— TASK GOAL —
Each record is to be given again precisely as written.

(Records from a data source)
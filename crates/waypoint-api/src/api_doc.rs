//! OpenAPI documentation.

use utoipa::OpenApi;

use crate::error;
use crate::handlers;
use waypoint_core::models;

/// Returns the OpenAPI spec served at `/api/openapi.json`.
pub fn get_openapi_spec() -> utoipa::openapi::OpenApi {
    ApiDoc::openapi()
}

#[derive(OpenApi)]
#[openapi(
    info(
        title = "Waypoint Image Ingestion API",
        version = "0.1.0",
        description = "Re-hosts external images referenced by trip content, proxies images, builds link previews and backfills stored vote option images. Outbound fetches refuse private, loopback and link-local targets."
    ),
    paths(
        handlers::cache_image::cache_image,
        handlers::image_proxy::image_proxy,
        handlers::link_preview::link_preview,
        handlers::backfill::backfill_vote_images,
    ),
    components(
        schemas(
            models::CacheImageResponse,
            models::LinkPreview,
            models::LinkPreviewResponse,
            models::BackfillReport,
            models::BackfillItemError,
            error::ErrorResponse,
        )
    ),
    tags(
        (name = "images", description = "External image caching and proxying"),
        (name = "links", description = "Link preview metadata"),
        (name = "backfill", description = "Batch re-hosting of stored image references")
    )
)]
pub struct ApiDoc;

— REPLY TO THE EXERCISE —
filename crates/waypoint-api/src/api_doc.rs
//! OpenAPI documentation.

use utoipa::OpenApi;

use crate::error;
use crate::handlers;
use waypoint_core::models;

/// Returns the OpenAPI spec served at `/api/openapi.json`.
pub fn get_openapi_spec() -> utoipa::openapi::OpenApi {
    ApiDoc::openapi()
}

#[derive(OpenApi)]
#[openapi(
    info(
        title = "Waypoint Image Ingestion API",
        version = "0.1.0",
        description = "Re-hosts external images referenced by trip content, proxies images, builds link previews and backfills stored vote option images. Outbound fetches refuse private, loopback and link-local targets."
    ),
    paths(
        handlers::cache_image::cache_image,
        handlers::image_proxy::image_proxy,
        handlers::link_preview::link_preview,
        handlers::backfill::backfill_vote_images,
    ),
    components(
        schemas(
            models::CacheImageResponse,
            models::LinkPreview,
            models::LinkPreviewResponse,
            models::BackfillReport,
            models::BackfillItemError,
            error::ErrorResponse,
        )
    ),
    tags(
        (name = "images", description = "External image caching and proxying"),
        (name = "links", description = "Link preview metadata"),
        (name = "backfill", description = "Batch re-hosting of stored image references")
    )
)]
pub struct ApiDoc;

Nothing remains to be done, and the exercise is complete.